Filipino Catholics and Chinese Buddhists offered prayers for eight Hong Kong tourists at the site where they died in a bus hijacking, and the Philippine government promised a credible investigation into what went wrong.
Justice Secretary Leila De Lima said on Tuesday she expected a report by mid-September, and anyone found responsible for the deaths of tourists last week could face criminal, civil and administrative penalties.
Police shot dead the hijacker, a disgruntled former policeman, but it was not clear how the hostages died.
The botched rescue, which was broadcast live around the world, drew sharp criticism from China and Hong Kong and Philippine President Benigno Aquino said he had been exasperated by the amateurish attempt.
This is meant to be a full, thorough, comprehensive and credible investigation, de Lima told a news conference.
No whitewash whatsoever. This will be a marathon inquiry.

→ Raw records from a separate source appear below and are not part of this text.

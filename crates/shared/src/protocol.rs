use serde::{Deserialize, Serialize};

use crate::domain::{AnalysisResult, DiseaseInfo};

/// Body returned by the classification service for `/predict` and `/upload`.
///
/// Error responses from the service may omit `success` entirely, so it
/// defaults to `false`.
#[derive(Debug, Clone, Default, Serialize, Deserialize)]
pub struct PredictResponse {
    #[serde(default)]
    pub success: bool,
    #[serde(default, skip_serializing_if = "Option::is_none")]
    pub prediction: Option<String>,
    #[serde(default, skip_serializing_if = "Option::is_none")]
    pub confidence: Option<f64>,
    #[serde(default, skip_serializing_if = "Option::is_none")]
    pub disease_info: Option<DiseaseInfo>,
    #[serde(default, skip_serializing_if = "Option::is_none")]
    pub error: Option<String>,
}

impl PredictResponse {
    pub fn classified(prediction: impl Into<String>, confidence: f64, info: DiseaseInfo) -> Self {
        Self {
            success: true,
            prediction: Some(prediction.into()),
            confidence: Some(confidence),
            disease_info: Some(info),
            error: None,
        }
    }

    pub fn rejected(error: impl Into<String>) -> Self {
        Self {
            success: false,
            error: Some(error.into()),
            ..Self::default()
        }
    }

    pub fn into_outcome(self) -> PredictOutcome {
        if !self.success {
            return PredictOutcome::Rejected(self.error.filter(|e| !e.trim().is_empty()));
        }
        let Some(prediction) = self.prediction else {
            return PredictOutcome::Rejected(self.error);
        };
        PredictOutcome::Classified(AnalysisResult {
            prediction,
            confidence: self.confidence.unwrap_or_default().clamp(0.0, 1.0),
            disease_info: self.disease_info.unwrap_or_default(),
        })
    }
}

/// Application-level reading of a response that made it back over the wire.
#[derive(Debug, Clone, PartialEq)]
pub enum PredictOutcome {
    Classified(AnalysisResult),
    Rejected(Option<String>),
}
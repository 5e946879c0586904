//! UI layer for desktop GUI: app shell, panels, widgets, and colors.

pub mod app;
pub mod panels;
pub mod theme;
pub mod widgets;

pub use app::{LeafscanApp, PersistedGuiSettings, SETTINGS_STORAGE_KEY};
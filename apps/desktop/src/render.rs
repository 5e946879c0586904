//! Line-oriented rendering of controller snapshots.

use std::sync::Mutex;

use client_core::{
    presentation::file_size_text, state::PreviewState, Renderer, ViewSnapshot,
};
use shared::domain::{SidePanel, ViewState};

/// Prints a frame whenever its text differs from the last one printed.
/// Progress percentages are logged rather than printed so ticks inside one
/// phase do not repeat the same lines.
#[derive(Default)]
pub struct TerminalRenderer {
    last: Mutex<Vec<String>>,
}

impl Renderer for TerminalRenderer {
    fn render(&self, snapshot: &ViewSnapshot) {
        if snapshot.view == ViewState::Loading {
            tracing::debug!(percent = snapshot.progress.percent(), "progress");
        }
        let lines = describe(snapshot);
        let Ok(mut last) = self.last.lock() else {
            return;
        };
        if *last == lines {
            return;
        }
        for line in &lines {
            println!("{line}");
        }
        *last = lines;
    }
}

pub fn describe(snapshot: &ViewSnapshot) -> Vec<String> {
    let mut lines = Vec::new();

    if snapshot.side_panel == SidePanel::Preview {
        if let Some(image) = &snapshot.selected {
            lines.push(format!(
                "Selected {} ({}, {})",
                image.filename(),
                image.media_type(),
                file_size_text(image.size_bytes())
            ));
        }
        match &snapshot.preview {
            PreviewState::Ready(preview) => {
                lines.push(format!("Preview {}x{}", preview.width, preview.height))
            }
            PreviewState::Failed(reason) => lines.push(format!("Preview unavailable: {reason}")),
            PreviewState::Empty | PreviewState::Pending => {}
        }
    }

    match snapshot.view {
        ViewState::Welcome => {
            if snapshot.side_panel == SidePanel::Upload {
                lines.push("Open a PNG, JPG, JPEG, GIF or BMP leaf image to begin.".into());
            }
        }
        ViewState::Loading => {
            lines.push(format!("Analyzing... {}", snapshot.progress.phase().label()));
        }
        ViewState::Results => {
            if let Some(result) = &snapshot.result {
                lines.push(format!(
                    "{} {}",
                    result.icon.glyph.symbol(),
                    result.disease_name
                ));
                lines.push(format!("Confidence: {}", result.confidence_text));
                lines.push(format!("Severity: {}", result.severity_text));
                lines.push(format!(
                    "[{}] {}",
                    snapshot.active_tab.title(),
                    result.detail(snapshot.active_tab)
                ));
            }
        }
        ViewState::Error => {
            if let Some(message) = &snapshot.error_message {
                lines.push(format!("Error: {message}"));
            }
        }
    }

    lines
}
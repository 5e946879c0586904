use std::{collections::HashMap, fs, path::Path, time::Duration};

use tracing::warn;

use crate::{controller::ControllerSettings, error::ClientError, PredictionEndpoint};

pub const DEFAULT_SETTINGS_FILE: &str = "leafscan.toml";

/// Front-end settings shared by the desktop binaries.
#[derive(Debug, Clone, PartialEq)]
pub struct ClientSettings {
    pub server_url: String,
    /// When set, images go to `{api_base_url}/predict` instead of `{server_url}/upload`.
    pub api_base_url: Option<String>,
    pub preview_delay_ms: u64,
    pub progress_tick_ms: u64,
}

impl Default for ClientSettings {
    fn default() -> Self {
        let controller = ControllerSettings::default();
        Self {
            server_url: "http://127.0.0.1:5000".into(),
            api_base_url: None,
            preview_delay_ms: controller.preview_delay.as_millis() as u64,
            progress_tick_ms: controller.progress_tick.as_millis() as u64,
        }
    }
}

impl ClientSettings {
    pub fn endpoint(&self) -> Result<PredictionEndpoint, ClientError> {
        PredictionEndpoint::resolve(&self.server_url, self.api_base_url.as_deref())
    }

    pub fn controller_settings(&self) -> ControllerSettings {
        ControllerSettings {
            preview_delay: Duration::from_millis(self.preview_delay_ms),
            progress_tick: Duration::from_millis(self.progress_tick_ms.max(1)),
            ..ControllerSettings::default()
        }
    }
}

/// Defaults, then `path` (if readable), then the process environment.
pub fn load_settings(path: &Path) -> ClientSettings {
    let mut settings = ClientSettings::default();
    apply_file(&mut settings, path);
    apply_env(&mut settings, |name| std::env::var(name).ok());
    settings
}

fn apply_file(settings: &mut ClientSettings, path: &Path) {
    let Ok(raw) = fs::read_to_string(path) else {
        return;
    };
    match toml::from_str::<HashMap<String, toml::Value>>(&raw) {
        Ok(file_cfg) => apply_table(settings, &file_cfg),
        Err(err) => warn!(path = %path.display(), error = %err, "ignoring unreadable settings file"),
    }
}

fn apply_table(settings: &mut ClientSettings, file_cfg: &HashMap<String, toml::Value>) {
    if let Some(v) = file_cfg.get("server_url").and_then(toml::Value::as_str) {
        settings.server_url = v.to_string();
    }
    if let Some(v) = file_cfg.get("api_base_url").and_then(toml::Value::as_str) {
        settings.api_base_url = non_blank(v);
    }
    if let Some(v) = file_cfg.get("preview_delay_ms").and_then(toml::Value::as_integer) {
        settings.preview_delay_ms = v.max(0) as u64;
    }
    if let Some(v) = file_cfg.get("progress_tick_ms").and_then(toml::Value::as_integer) {
        settings.progress_tick_ms = v.max(1) as u64;
    }
}

fn apply_env(settings: &mut ClientSettings, var: impl Fn(&str) -> Option<String>) {
    if let Some(v) = var("APP__SERVER_URL") {
        settings.server_url = v;
    }
    if let Some(v) = var("API_BASE_URL") {
        settings.api_base_url = non_blank(&v);
    }
    if let Some(v) = var("APP__PREVIEW_DELAY_MS") {
        match v.parse() {
            Ok(ms) => settings.preview_delay_ms = ms,
            Err(err) => warn!(value = %v, error = %err, "ignoring APP__PREVIEW_DELAY_MS"),
        }
    }
    if let Some(v) = var("APP__PROGRESS_TICK_MS") {
        match v.parse::<u64>() {
            Ok(ms) if ms > 0 => settings.progress_tick_ms = ms,
            Ok(_) => warn!("ignoring zero APP__PROGRESS_TICK_MS"),
            Err(err) => warn!(value = %v, error = %err, "ignoring APP__PROGRESS_TICK_MS"),
        }
    }
}

fn non_blank(value: &str) -> Option<String> {
    let trimmed = value.trim();
    (!trimmed.is_empty()).then(|| trimmed.to_string())
}

#[cfg(test)]
#[path = "tests/config_tests.rs"]
mod tests;
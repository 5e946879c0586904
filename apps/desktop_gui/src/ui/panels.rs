//! Left (upload/preview) and right (welcome/loading/results/error) panels.

use client_core::{presentation::file_size_text, state::PreviewState, ViewSnapshot};
use eframe::egui;
use shared::domain::DetailTab;

use crate::ui::theme;

/// What the user asked for while drawing a frame.
#[derive(Debug, Clone, Copy, PartialEq, Eq)]
pub enum UiAction {
    OpenFileDialog,
    Analyze,
    Reset,
    SelectTab(DetailTab),
}

fn card(ui: &mut egui::Ui, stroke: egui::Stroke, add: impl FnOnce(&mut egui::Ui)) {
    egui::Frame::NONE
        .fill(ui.visuals().faint_bg_color)
        .stroke(stroke)
        .corner_radius(14.0)
        .inner_margin(egui::Margin::symmetric(20, 18))
        .show(ui, |ui| {
            ui.set_width(ui.available_width());
            ui.style_mut().spacing.item_spacing = egui::vec2(10.0, 10.0);
            add(ui);
        });
}

pub fn upload_card(ui: &mut egui::Ui, drop_hover: bool, busy: bool) -> Option<UiAction> {
    let stroke = if drop_hover {
        egui::Stroke::new(2.0, theme::DROP_HIGHLIGHT)
    } else {
        egui::Stroke::new(1.0, ui.visuals().widgets.noninteractive.bg_stroke.color)
    };
    let mut action = None;
    card(ui, stroke, |ui| {
        ui.vertical_centered(|ui| {
            ui.heading("Upload a guava leaf image");
            let hint = if drop_hover {
                "Release to use this image"
            } else {
                "Drag and drop an image here, or browse for one"
            };
            ui.label(hint);
            if ui
                .add_enabled(!busy, egui::Button::new("Choose image..."))
                .clicked()
            {
                action = Some(UiAction::OpenFileDialog);
            }
            ui.small("PNG, JPG, JPEG, GIF or BMP up to 16 MB");
        });
    });
    action
}

pub fn preview_card(
    ui: &mut egui::Ui,
    snapshot: &ViewSnapshot,
    texture: Option<&egui::TextureHandle>,
) -> Option<UiAction> {
    let stroke = egui::Stroke::new(1.0, ui.visuals().widgets.noninteractive.bg_stroke.color);
    let mut action = None;
    card(ui, stroke, |ui| {
        ui.vertical_centered(|ui| {
            match (&snapshot.preview, texture) {
                (PreviewState::Ready(_), Some(texture)) => {
                    ui.add(egui::Image::new(texture).max_size(egui::vec2(360.0, 360.0)));
                }
                (PreviewState::Failed(reason), _) => {
                    ui.colored_label(theme::WARNING, format!("Preview unavailable: {reason}"));
                }
                _ => {
                    ui.spinner();
                }
            }

            if let Some(image) = &snapshot.selected {
                ui.strong(image.filename());
                ui.label(format!(
                    "{} · {}",
                    image.media_type(),
                    file_size_text(image.size_bytes())
                ));
            }

            ui.horizontal(|ui| {
                let analyze = egui::Button::new("Analyze").fill(theme::ACCENT);
                if ui.add_enabled(!snapshot.busy, analyze).clicked() {
                    action = Some(UiAction::Analyze);
                }
                if ui
                    .add_enabled(!snapshot.busy, egui::Button::new("Change image"))
                    .clicked()
                {
                    action = Some(UiAction::Reset);
                }
            });
        });
    });
    action
}

pub fn welcome_panel(ui: &mut egui::Ui) {
    ui.vertical_centered(|ui| {
        ui.add_space(40.0);
        ui.heading("🍃 Guava Leaf Disease Detection");
        ui.label("Upload a photo of a guava leaf to identify diseases and pests.");
        ui.add_space(12.0);
        for line in [
            "1. Choose or drop a clear image of a single leaf.",
            "2. Press Analyze (or Enter).",
            "3. Review the diagnosis and recommended treatment.",
        ] {
            ui.label(line);
        }
    });
}

pub fn loading_panel(ui: &mut egui::Ui, snapshot: &ViewSnapshot) {
    ui.vertical_centered(|ui| {
        ui.add_space(40.0);
        ui.spinner();
        ui.heading("Analyzing leaf...");
        ui.add(
            egui::ProgressBar::new(snapshot.progress.fraction())
                .show_percentage()
                .fill(theme::ACCENT),
        );
        ui.label(snapshot.progress.phase().label());
    });
}

pub fn results_panel(ui: &mut egui::Ui, snapshot: &ViewSnapshot) -> Option<UiAction> {
    let result = snapshot.result.as_ref()?;
    let mut action = None;

    ui.horizontal(|ui| {
        ui.label(
            egui::RichText::new(result.icon.glyph.symbol())
                .size(36.0)
                .color(theme::color_from_hex(result.icon.color)),
        );
        ui.vertical(|ui| {
            ui.heading(&result.disease_name);
            ui.label(format!("Confidence: {}", result.confidence_text));
        });
    });

    let badge = theme::color_from_hex(&result.severity_color);
    egui::Frame::NONE
        .fill(badge)
        .corner_radius(egui::CornerRadius::same(6))
        .inner_margin(egui::Margin::symmetric(8, 4))
        .show(ui, |ui| {
            ui.label(
                egui::RichText::new(format!("Severity: {}", result.severity_text))
                    .color(theme::text_on(badge)),
            );
        });

    ui.separator();
    let mut active = snapshot.active_tab;
    ui.horizontal(|ui| {
        for tab in DetailTab::ALL {
            ui.selectable_value(&mut active, tab, tab.title());
        }
    });
    if active != snapshot.active_tab {
        action = Some(UiAction::SelectTab(active));
    }
    ui.label(result.detail(snapshot.active_tab));

    ui.add_space(12.0);
    if ui
        .add_enabled(!snapshot.busy, egui::Button::new("New analysis"))
        .clicked()
    {
        action = Some(UiAction::Reset);
    }
    action
}

pub fn error_panel(ui: &mut egui::Ui, snapshot: &ViewSnapshot) -> Option<UiAction> {
    let mut action = None;
    ui.vertical_centered(|ui| {
        ui.add_space(40.0);
        ui.heading(egui::RichText::new("Analysis failed").color(theme::ERROR));
        if let Some(message) = &snapshot.error_message {
            ui.label(message);
        }
        if ui
            .add_enabled(!snapshot.busy, egui::Button::new("Try again"))
            .clicked()
        {
            action = Some(UiAction::Reset);
        }
    });
    action
}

A five-member inquiry and review committee would begin work on Friday and hoped to be ready in 10 days to submit a report to Aquino and the Hong Kong and Chinese administrations, she said.

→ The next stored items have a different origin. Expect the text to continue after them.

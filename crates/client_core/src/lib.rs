use async_trait::async_trait;
use reqwest::{
    multipart::{Form, Part},
    Client,
};
use shared::{
    domain::SelectedImage,
    protocol::{PredictOutcome, PredictResponse},
};
use tracing::{debug, info};
use url::Url;

pub mod config;
pub mod controller;
pub mod error;
pub mod presentation;
pub mod preview;
pub mod progress;
pub mod state;

pub use config::{load_settings, ClientSettings};
pub use controller::{ControllerSettings, NullRenderer, Renderer, ViewStateController};
pub use error::ClientError;
pub use state::ViewSnapshot;

/// Multipart field carrying the image bytes.
pub const UPLOAD_FIELD: &str = "file";

/// Where images are submitted.
///
/// A configured API base path wins and is addressed as `{base}/predict`;
/// otherwise the page-local `/upload` route of `server_url` is used.
#[derive(Debug, Clone, PartialEq, Eq)]
pub struct PredictionEndpoint {
    url: Url,
}

impl PredictionEndpoint {
    pub fn resolve(server_url: &str, api_base_url: Option<&str>) -> Result<Self, ClientError> {
        let raw = match api_base_url.map(str::trim).filter(|base| !base.is_empty()) {
            Some(base) => format!("{}/predict", base.trim_end_matches('/')),
            None => format!("{}/upload", server_url.trim().trim_end_matches('/')),
        };
        let url = Url::parse(&raw).map_err(|source| ClientError::InvalidEndpoint {
            url: raw.clone(),
            source,
        })?;
        Ok(Self { url })
    }

    pub fn url(&self) -> &Url {
        &self.url
    }
}

#[async_trait]
pub trait PredictionClient: Send + Sync {
    /// Submits one image. `Ok` means a JSON body came back, whatever it says;
    /// `Err` means no usable response was obtained.
    async fn predict(&self, image: &SelectedImage) -> Result<PredictOutcome, ClientError>;
}

pub struct HttpPredictionClient {
    http: Client,
    endpoint: PredictionEndpoint,
}

impl HttpPredictionClient {
    pub fn new(endpoint: PredictionEndpoint) -> Self {
        Self {
            http: Client::new(),
            endpoint,
        }
    }

    pub fn with_client(http: Client, endpoint: PredictionEndpoint) -> Self {
        Self { http, endpoint }
    }

    pub fn endpoint(&self) -> &PredictionEndpoint {
        &self.endpoint
    }
}

#[async_trait]
impl PredictionClient for HttpPredictionClient {
    async fn predict(&self, image: &SelectedImage) -> Result<PredictOutcome, ClientError> {
        let part = Part::bytes(image.bytes().to_vec())
            .file_name(image.filename().to_string())
            .mime_str(image.media_type().mime())?;
        let form = Form::new().part(UPLOAD_FIELD, part);

        info!(
            endpoint = %self.endpoint.url(),
            filename = image.filename(),
            size_bytes = image.size_bytes(),
            "submitting image for classification"
        );
        // Error statuses still carry a JSON body describing the failure.
        let response = self
            .http
            .post(self.endpoint.url().clone())
            .multipart(form)
            .send()
            .await?;
        let status = response.status();
        let body = response.bytes().await?;
        let parsed: PredictResponse = serde_json::from_slice(&body).map_err(ClientError::Decode)?;
        debug!(%status, success = parsed.success, "prediction response received");

        Ok(parsed.into_outcome())
    }
}

#[cfg(test)]
#[path = "tests/lib_tests.rs"]
mod tests;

At the Quirino Grandstand, where the day-longe siege played out, a memorial service opened with Buddhist prayers and chants.

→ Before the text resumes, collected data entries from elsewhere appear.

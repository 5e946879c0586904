use std::path::PathBuf;

mod backend_bridge;
mod controller;
mod ui;

use clap::Parser;
use client_core::{config::DEFAULT_SETTINGS_FILE, load_settings};
use crossbeam_channel::bounded;
use eframe::egui;

use backend_bridge::commands::BackendCommand;
use controller::events::UiEvent;
use ui::{LeafscanApp, PersistedGuiSettings, SETTINGS_STORAGE_KEY};

#[derive(Parser, Debug)]
#[command(name = "leafscan-gui", about = "Guava leaf disease detection desktop app")]
struct Args {
    #[arg(long)]
    server_url: Option<String>,
    #[arg(long)]
    api_base_url: Option<String>,
    #[arg(long, default_value = DEFAULT_SETTINGS_FILE)]
    config: PathBuf,
}

fn main() -> eframe::Result<()> {
    tracing_subscriber::fmt()
        .with_env_filter(
            tracing_subscriber::EnvFilter::try_from_default_env()
                .unwrap_or_else(|_| tracing_subscriber::EnvFilter::new("info")),
        )
        .init();
    let args = Args::parse();

    let mut settings = load_settings(&args.config);
    if let Some(server_url) = args.server_url {
        settings.server_url = server_url;
    }
    if let Some(api_base_url) = args.api_base_url {
        settings.api_base_url = Some(api_base_url);
    }

    let (cmd_tx, cmd_rx) = bounded::<BackendCommand>(64);
    let (ui_tx, ui_rx) = bounded::<UiEvent>(1024);
    backend_bridge::runtime::launch(cmd_rx, ui_tx, settings);

    let options = eframe::NativeOptions {
        viewport: egui::ViewportBuilder::default()
            .with_title("Guava Leaf Disease Detection")
            .with_inner_size([1100.0, 720.0])
            .with_min_inner_size([760.0, 520.0])
            .with_drag_and_drop(true),
        ..Default::default()
    };
    eframe::run_native(
        "Guava Leaf Disease Detection",
        options,
        Box::new(|cc| {
            let persisted_settings = cc.storage.and_then(|storage| {
                storage
                    .get_string(SETTINGS_STORAGE_KEY)
                    .and_then(|text| serde_json::from_str::<PersistedGuiSettings>(&text).ok())
            });
            Ok(Box::new(LeafscanApp::new(cmd_tx, ui_rx, persisted_settings)))
        }),
    )
}
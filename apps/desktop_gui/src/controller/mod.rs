//! Controller layer: UI events, error modeling, and command orchestration.

pub mod events;
pub mod orchestration;
//! Command orchestration helpers from UI actions to backend command queue.

use crossbeam_channel::{Sender, TrySendError};

use crate::backend_bridge::commands::BackendCommand;
use crate::controller::events::{UiError, UiErrorContext};

pub fn dispatch_backend_command(
    cmd_tx: &Sender<BackendCommand>,
    cmd: BackendCommand,
) -> Result<(), UiError> {
    let cmd_name = cmd.name();
    match cmd_tx.try_send(cmd) {
        Ok(()) => {
            tracing::debug!(command = cmd_name, "queued ui->backend command");
            Ok(())
        }
        Err(TrySendError::Full(_)) => Err(UiError::from_message(
            UiErrorContext::General,
            "UI command queue is full; please retry",
        )),
        Err(TrySendError::Disconnected(_)) => Err(UiError::from_message(
            UiErrorContext::BackendStartup,
            "Backend command processor disconnected; restart the app",
        )),
    }
}

#[cfg(test)]
mod tests {
    use crossbeam_channel::bounded;

    use super::*;
    use crate::controller::events::UiErrorCategory;

    #[test]
    fn queues_commands_while_there_is_room() {
        let (cmd_tx, cmd_rx) = bounded(1);
        dispatch_backend_command(&cmd_tx, BackendCommand::Analyze).expect("queued");
        assert!(matches!(cmd_rx.try_recv(), Ok(BackendCommand::Analyze)));
    }

    #[test]
    fn full_queue_is_reported() {
        let (cmd_tx, _cmd_rx) = bounded(1);
        dispatch_backend_command(&cmd_tx, BackendCommand::Reset).expect("first fits");
        let err = dispatch_backend_command(&cmd_tx, BackendCommand::Analyze).expect_err("full");
        assert_eq!(err.category(), UiErrorCategory::Transport);
    }

    #[test]
    fn disconnected_backend_is_reported() {
        let (cmd_tx, cmd_rx) = bounded(1);
        drop(cmd_rx);
        let err = dispatch_backend_command(&cmd_tx, BackendCommand::Reset).expect_err("gone");
        assert_eq!(err.context(), UiErrorContext::BackendStartup);
    }
}
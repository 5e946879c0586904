//! Cosmetic progress shown while a submission is in flight.

use std::{future::Future, time::Duration};

use tokio::{task::JoinHandle, time::MissedTickBehavior};

/// Highest value the indicator reaches before the submission settles.
pub const PROGRESS_CAP: f32 = 90.0;

#[derive(Debug, Clone, Copy, PartialEq, Eq)]
pub enum ProgressPhase {
    LoadingModel,
    ProcessingImage,
    AnalyzingPatterns,
    Complete,
}

impl ProgressPhase {
    pub fn label(self) -> &'static str {
        match self {
            Self::LoadingModel => "Loading model...",
            Self::ProcessingImage => "Processing image...",
            Self::AnalyzingPatterns => "Analyzing patterns...",
            Self::Complete => "Complete!",
        }
    }
}

#[derive(Debug, Clone, Copy, PartialEq, Default)]
pub struct Progress {
    percent: f32,
}

impl Progress {
    pub fn idle() -> Self {
        Self::default()
    }

    pub fn started() -> Self {
        Self { percent: 0.0 }
    }

    pub fn completed() -> Self {
        Self { percent: 100.0 }
    }

    pub fn percent(self) -> f32 {
        self.percent
    }

    pub fn fraction(self) -> f32 {
        self.percent / 100.0
    }

    pub fn is_complete(self) -> bool {
        self.percent >= 100.0
    }

    /// Moves forward by `step`, never past the cap. A completed indicator stays complete.
    pub fn advanced(self, step: f32) -> Self {
        if self.is_complete() {
            return self;
        }
        Self {
            percent: (self.percent + step.max(0.0)).min(PROGRESS_CAP),
        }
    }

    pub fn phase(self) -> ProgressPhase {
        match self.percent {
            p if p >= 100.0 => ProgressPhase::Complete,
            p if p < 30.0 => ProgressPhase::LoadingModel,
            p if p < 60.0 => ProgressPhase::ProcessingImage,
            _ => ProgressPhase::AnalyzingPatterns,
        }
    }
}

/// Periodic task driving the indicator. The task is aborted by [`ProgressTask::stop`]
/// or when the guard is dropped, so an early return or a panic in the caller
/// cannot leave it running.
pub struct ProgressTask {
    handle: Option<JoinHandle<()>>,
}

impl ProgressTask {
    pub fn spawn<F, Fut>(tick: Duration, mut on_tick: F) -> Self
    where
        F: FnMut() -> Fut + Send + 'static,
        Fut: Future<Output = bool> + Send + 'static,
    {
        let handle = tokio::spawn(async move {
            let mut interval = tokio::time::interval(tick);
            interval.set_missed_tick_behavior(MissedTickBehavior::Delay);
            // the first tick completes immediately
            interval.tick().await;
            loop {
                interval.tick().await;
                if !on_tick().await {
                    break;
                }
            }
        });
        Self {
            handle: Some(handle),
        }
    }

    pub fn is_running(&self) -> bool {
        self.handle
            .as_ref()
            .is_some_and(|handle| !handle.is_finished())
    }

    pub fn stop(mut self) {
        self.abort();
    }

    fn abort(&mut self) {
        if let Some(handle) = self.handle.take() {
            handle.abort();
        }
    }
}

impl Drop for ProgressTask {
    fn drop(&mut self) {
        self.abort();
    }
}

After a break caused by heavy rain, a Catholic mass followed, with prayers for the victims and a call for justice.
Not only the Chinese are calling for the just and swift investigation of the case, we Filipinos demand the same from our officials, Bishop Broderick Pabillo said.
China's ambassador to the Philippines, Liu Jianchao, said after the service that a fair and thorough investigation would help relieve the anger and loss of Hong Kong and Chinese people.